Fast forward 20 years, and we have a fascinating dichotomy in Australia, where 16% of the population are affected by an eating disorder but two-thirds of adults are overweight or obese. We now live in a culture of the time poor. Only a handful of adults eat the recommended amount of fruit and vegetables on a daily basis, and when you’ve got the likes of UberEats who can deliver straight to your door, it’s far less time consuming to order in than source fresh produce and learn how to cook wholesome food.
We also have social media in all it’s glory, which only makes it easier for us to be overloaded with these ridiculous ideas about food. One scroll through Instagram and you’ll find every blog imaginable dedicated to #foodporn with enough freakshakes, supersized burgers and fried-food monstrosities to last a lifetime. In the same swipe you’ll also unleash a herd of these so-called “influencers” who are paid to flog skinny teas and coconut oil under the guise that it will help you look like the entirely photo-shopped photo of themselves.

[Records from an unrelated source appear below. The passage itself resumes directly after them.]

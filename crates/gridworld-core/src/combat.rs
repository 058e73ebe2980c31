//! Attack resolution.
//!
//! An attack costs a fixed amount of energy and damages every actor in the
//! attacker's Moore neighbourhood. Targets are collected before any damage
//! is applied and processed in row-major order, so an actor respawned into
//! the attacker's neighbourhood is not hit twice by the same attack.

use gridworld_types::{ActorId, Coord};
use tracing::{debug, info};

use crate::world::World;

/// Reply text when the attacker cannot pay for the attack.
pub const NOT_ENOUGH_ENERGY: &str = "Not enough energy";

/// Effect of an attack on one target.
#[derive(Debug, Clone, PartialEq, Eq)]
pub struct Hit {
    /// The actor that was hit.
    pub target: ActorId,
    /// Health after the hit, or after respawn when the target died.
    pub health: u32,
    /// Where the target respawned, if the hit killed it.
    pub respawned_at: Option<Coord>,
}

/// What an attack did.
#[derive(Debug, Clone, PartialEq, Eq)]
pub enum AttackOutcome {
    /// Energy was spent and the listed targets were hit.
    Resolved {
        /// Targets in row-major order.
        hits: Vec<Hit>,
    },
    /// The attacker could not pay; nothing changed.
    NotEnoughEnergy,
    /// No such actor.
    UnknownActor,
}

/// Resolve an attack by `attacker`.
pub fn resolve_attack(world: &mut World, attacker: &ActorId) -> AttackOutcome {
    let cost = world.config().combat.attack_energy_cost;
    let damage = world.config().combat.attack_damage;

    let Some(record) = world.actor_mut(attacker) else {
        return AttackOutcome::UnknownActor;
    };
    if !record.vitals.try_spend(cost) {
        return AttackOutcome::NotEnoughEnergy;
    }
    let centre = record.position;

    let targets: Vec<ActorId> = centre
        .moore_neighbors()
        .into_iter()
        .filter_map(|coord| world.map().occupant_at(coord).cloned())
        .filter(|id| id != attacker)
        .collect();

    let mut hits = Vec::with_capacity(targets.len());
    for target in targets {
        if let Some(hit) = strike(world, attacker, &target, damage) {
            hits.push(hit);
        }
    }
    debug!(actor = %attacker, at = %centre, hits = hits.len(), "attack resolved");
    AttackOutcome::Resolved { hits }
}

/// Damage one target, respawning it if the blow is fatal.
fn strike(world: &mut World, attacker: &ActorId, target: &ActorId, damage: u32) -> Option<Hit> {
    let respawn_health = world.config().vitals.respawn_health;
    let record = world.actor_mut(target)?;
    record.vitals.take_damage(damage);
    if record.vitals.is_alive() {
        return Some(Hit {
            target: target.clone(),
            health: record.vitals.health,
            respawned_at: None,
        });
    }

    let fallen_at = record.position;
    world.map_mut().vacate(fallen_at, target);
    // The cell just vacated is always a candidate, so a point exists.
    let landing = world.respawn_point().unwrap_or(fallen_at);
    world.map_mut().occupy(landing, target);

    let record = world.actor_mut(target)?;
    record.position = landing;
    record.vitals.reset_health(respawn_health);
    record.deaths = record.deaths.saturating_add(1);
    let health = record.vitals.health;

    if let Some(killer) = world.actor_mut(attacker) {
        killer.kills = killer.kills.saturating_add(1);
    }
    info!(actor = %target, by = %attacker, at = %fallen_at, respawn = %landing, "actor killed");
    Some(Hit {
        target: target.clone(),
        health,
        respawned_at: Some(landing),
    })
}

Somewhere in between, you have these amateur body-builders who manage to eat restrictive diets incorporating little more than protein powder and junk food, who stay incredibly chiseled in their physique due to their calorie deficit. And don’t even get me started on the ‘health bloggers’ who have no formal science based qualification whatsoever, but who are all too keen to dish out grossly unfounded advice about the latest magical ‘superfood’ they’ve found on Google. These pretty social media people always seem like they have the ‘easy way’ to stay healthy.

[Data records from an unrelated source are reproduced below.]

//! Error types for the `gridworld-world` crate.
//!
//! All fallible operations in this crate return [`WorldError`].

use std::path::PathBuf;

use gridworld_types::Coord;

/// Errors that can occur while building or loading a spatial map.
#[derive(Debug, thiserror::Error)]
pub enum WorldError {
    /// The map file could not be read.
    #[error("failed to read map file {path}: {source}")]
    Io {
        /// The path that was being read.
        path: PathBuf,
        /// The underlying I/O error.
        source: std::io::Error,
    },

    /// The map description contains no cells.
    #[error("map contains no cells")]
    EmptyMap,

    /// Two cells were inserted at the same coordinate.
    #[error("duplicate cell at {0}")]
    DuplicateCell(Coord),
}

So I suppose that time hasn’t changed much really. We are still inundated with wildly differing ideas about fat and skinny, healthy and unhealthy, good and bad food etc. It’s exhausting!
So, this is just a word of advice from someone who doesn’t have a cult following on Youtube or a supplement range to promote; but instead someone who has spent over a decade studying and happily invested a lifetime’s worth of debt into a career in medicine, so that I can help other people with their own health.

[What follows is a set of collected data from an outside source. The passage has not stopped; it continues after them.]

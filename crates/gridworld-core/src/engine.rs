//! The engine handle: entry points, task supervision, and shutdown.
//!
//! [`Engine::start`] builds the [`World`], starts the intake and tick loops,
//! and returns a handle exposing the boundary operations:
//!
//! - [`Engine::submit_command`] enqueues a command and awaits its single
//!   acknowledgement.
//! - [`Engine::render_view`] draws a viewer's window under the world lock.
//! - [`Engine::create_actor`] admits an actor and starts its lifecycle
//!   tasks.
//!
//! Lifecycle tasks are grouped per actor in a `JoinSet` alongside the
//! actor's [`CancelSignal`]. Finished groups are reaped whenever a new task
//! is supervised, and [`Engine::shutdown`] cancels and joins all of them.

use std::future::Future;
use std::sync::Arc;

use gridworld_types::{ActorId, ActorKind, ActorSummary, CommandStatus, Coord, Viewport};
use gridworld_world::SpatialMap;
use rand::rngs::SmallRng;
use tokio::sync::{Mutex, mpsc};
use tokio::task::JoinSet;
use tokio::time::Instant;
use tracing::{info, warn};

use crate::cancel::CancelSignal;
use crate::command::Submitter;
use crate::config::GridworldConfig;
use crate::lifecycle;
use crate::render;
use crate::runner;
use crate::tick::RefreshRequest;
use crate::vitals::Vital;
use crate::world::{Admission, World};

/// Tasks belonging to one actor.
#[derive(Debug)]
struct ActorTasks {
    /// The actor's destruction signal.
    cancel: CancelSignal,
    /// Running lifecycle tasks.
    tasks: JoinSet<()>,
}

impl ActorTasks {
    /// The actor is gone and every task has been reaped.
    fn is_finished(&self) -> bool {
        self.cancel.is_cancelled() && self.tasks.is_empty()
    }

    /// The group belongs to the actor behind `cancel`.
    fn owned_by(&self, cancel: &CancelSignal) -> bool {
        self.cancel.same_signal(cancel)
    }
}

/// State shared between the engine handle and its background loops.
#[derive(Debug)]
pub(crate) struct Shared {
    /// The world behind its single lock.
    pub(crate) world: Arc<Mutex<World>>,
    /// Simulation parameters.
    pub(crate) config: Arc<GridworldConfig>,
    /// Command submission handle, also used by NPC drivers.
    pub(crate) submitter: Submitter,
    /// Per-actor task groups.
    supervisors: Mutex<Vec<ActorTasks>>,
}

impl Shared {
    /// Run `task` in the group owned by `cancel`.
    async fn supervise<F>(&self, cancel: &CancelSignal, task: F)
    where
        F: Future<Output = ()> + Send + 'static,
    {
        let mut supervisors = self.supervisors.lock().await;
        for group in supervisors.iter_mut() {
            while group.tasks.try_join_next().is_some() {}
        }
        supervisors.retain(|g| !g.is_finished());

        if let Some(group) = supervisors.iter_mut().find(|g| g.owned_by(cancel)) {
            group.tasks.spawn(task);
            return;
        }
        let mut tasks = JoinSet::new();
        tasks.spawn(task);
        supervisors.push(ActorTasks {
            cancel: cancel.clone(),
            tasks,
        });
    }

    /// Start a live overlay refresher.
    pub(crate) async fn spawn_refresher(&self, request: RefreshRequest) {
        let cancel = request.cancel.clone();
        let period = self.config.lifecycle.overlay_refresh();
        let task = lifecycle::refresh_profile(Arc::clone(&self.world), request, period);
        self.supervise(&cancel, task).await;
    }

    /// Start regeneration, the inactivity watchdog, and for NPCs the driver.
    async fn spawn_actor_tasks(
        &self,
        id: &ActorId,
        cancel: &CancelSignal,
        kind: ActorKind,
        mut rng: SmallRng,
    ) {
        let vitals = &self.config.vitals;
        let timers = &self.config.lifecycle;

        self.supervise(
            cancel,
            lifecycle::regenerate_vital(
                Arc::clone(&self.world),
                id.clone(),
                cancel.clone(),
                Vital::Health,
                vitals.health_regen(),
            ),
        )
        .await;
        self.supervise(
            cancel,
            lifecycle::regenerate_vital(
                Arc::clone(&self.world),
                id.clone(),
                cancel.clone(),
                Vital::Energy,
                vitals.energy_regen(),
            ),
        )
        .await;
        self.supervise(
            cancel,
            lifecycle::watch_inactivity(
                Arc::clone(&self.world),
                id.clone(),
                cancel.clone(),
                timers.eviction_check(),
                timers.inactivity_timeout(),
            ),
        )
        .await;

        if kind == ActorKind::Npc {
            let period = lifecycle::npc_interval(timers, &mut rng);
            self.supervise(
                cancel,
                lifecycle::drive_npc(
                    Arc::clone(&self.world),
                    self.submitter.clone(),
                    id.clone(),
                    cancel.clone(),
                    period,
                    rng,
                ),
            )
            .await;
        }
    }
}

/// Handle to a running simulation.
#[derive(Debug)]
pub struct Engine {
    /// State shared with the background loops.
    shared: Arc<Shared>,
    /// Raised by [`Engine::shutdown`] to stop the intake and tick loops.
    stop: CancelSignal,
    /// The intake and tick loops.
    loops: Mutex<JoinSet<()>>,
}

impl Engine {
    /// Build the world over `map` and start the intake and tick loops.
    ///
    /// Must be called from within a Tokio runtime.
    pub fn start(map: SpatialMap, config: GridworldConfig) -> Self {
        let config = Arc::new(config);
        let world = Arc::new(Mutex::new(World::new(map, Arc::clone(&config))));
        let (tx, rx) = mpsc::unbounded_channel();
        let shared = Arc::new(Shared {
            world: Arc::clone(&world),
            config,
            submitter: Submitter::new(tx),
            supervisors: Mutex::new(Vec::new()),
        });
        let stop = CancelSignal::new();

        let mut loops = JoinSet::new();
        loops.spawn(runner::intake_loop(world, rx, stop.clone()));
        let ticker = runner::tick_loop(Arc::clone(&shared), stop.clone());
        loops.spawn(ticker);

        info!(
            world = %shared.config.world.name,
            tick_interval_ms = shared.config.world.tick_interval_ms,
            capacity = shared.config.world.capacity,
            "engine started"
        );
        Self {
            shared,
            stop,
            loops: Mutex::new(loops),
        }
    }

    /// Simulation parameters.
    pub fn config(&self) -> &GridworldConfig {
        &self.shared.config
    }

    /// The world lock, for inspection.
    pub fn world(&self) -> Arc<Mutex<World>> {
        Arc::clone(&self.shared.world)
    }

    /// Submit a command and wait for its acknowledgement.
    pub async fn submit_command(&self, actor: &str, text: &str) -> CommandStatus {
        self.shared.submitter.submit(actor, text).await
    }

    /// Render `size` glyphs around `actor`.
    pub async fn render_view(&self, actor: &str, size: Viewport) -> String {
        let world = self.shared.world.lock().await;
        render::render_view(&world, &ActorId::new(actor.trim()), size)
    }

    /// Admit an actor near `spawn` and start its lifecycle tasks.
    pub async fn create_actor(
        &self,
        id: &str,
        viewport: Viewport,
        spawn: Coord,
        kind: ActorKind,
    ) -> Admission {
        let id = ActorId::new(id.trim());
        let (admission, cancel, rng) = {
            let mut world = self.shared.world.lock().await;
            let admission = world.admit(&id, kind, viewport, spawn, Instant::now());
            if !admission.is_accepted() {
                return admission;
            }
            let cancel = world.actor(&id).map(|a| a.cancel.clone());
            (admission, cancel, world.fork_rng())
        };
        if let Some(cancel) = cancel {
            self.shared.spawn_actor_tasks(&id, &cancel, kind, rng).await;
        }
        admission
    }

    /// Place `count` NPCs on random free cells. Returns how many were placed.
    pub async fn spawn_npcs(&self, count: u32) -> u32 {
        let viewport = self.shared.config.world.default_viewport;
        let mut placed: u32 = 0;
        for _ in 0..count {
            let spot = self.shared.world.lock().await.random_vacant();
            let Some(spot) = spot else {
                warn!(requested = count, placed, "no room left for npcs");
                break;
            };
            let id = ActorId::generate_npc();
            let admission = self
                .create_actor(id.as_str(), viewport, spot, ActorKind::Npc)
                .await;
            if admission.is_accepted() {
                placed = placed.saturating_add(1);
            }
        }
        info!(placed, "npcs spawned");
        placed
    }

    /// Projections of every actor.
    pub async fn actor_summaries(&self) -> Vec<ActorSummary> {
        self.shared.world.lock().await.summaries()
    }

    /// Stop the loops, destroy every actor's tasks, and wait for them.
    ///
    /// Commands still queued are acknowledged as unavailable. Calling this
    /// more than once is a no-op.
    pub async fn shutdown(&self) {
        if !self.stop.cancel() {
            return;
        }
        let mut loops = std::mem::take(&mut *self.loops.lock().await);
        while loops.join_next().await.is_some() {}

        {
            let mut world = self.shared.world.lock().await;
            world.cancel_all();
            for command in world.drain_pending() {
                command.acknowledge(CommandStatus::unavailable());
            }
        }

        let groups = std::mem::take(&mut *self.shared.supervisors.lock().await);
        for mut group in groups {
            while group.tasks.join_next().await.is_some() {}
        }
        info!("engine stopped");
    }
}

Healthy does NOT involve constantly calorie restrictive eating, or binging and purging. But healthy also does NOT involve exercising to the extremes and being meticulously controlling with food under the guise of being ‘self controlled’. Healthy is NOT relentlessly counting carbs in MyFitnessPal, avoiding all starchy vegetable matter but eating bacon and icecream because it “fits your macros”.
Healthy is also NOT about making an abundance of excuses for why you can’t possibly exercise or eat fruit today. Healthy is NOT about trying to outdo each other in super-sized portions for Instagram fame. Healthy is NOT about the harsh confines of diet restriction just as much as it is NOT about a daily pursuit of culinary hedonism.
Healthy is not about the extremes. Healthy is all about balance.
As I doctor I know all too well that life is incredibly short, so I won’t be advising you to give up your favourite foods. I have certainly never met a patient on death’s door who said they’d wished they’d eaten more kale.
But what I do advise is that 80% of the time you should eat like you’re going to live to be 100. Eat a wide variety of mostly unprocessed foods, not too much, mostly plants and as many different naturally-occurring colours as possible. Be open-minded and experiment. You may just figure out which fruit, veggies, grains and pulses you genuinely like, which work within your budget and restraints of cooking time.
However, I appreciate that there’s no point living to be 100 if you can’t enjoy yourself along the way. So 20% of the time, give yourself permission to eat the dessert and drink the wine, on the proviso that you have a fantastic time doing it. Immerse yourself in the moment, be mindful and thoroughly enjoy every bite of it.
Have your oats, but don’t forget the cheesecake.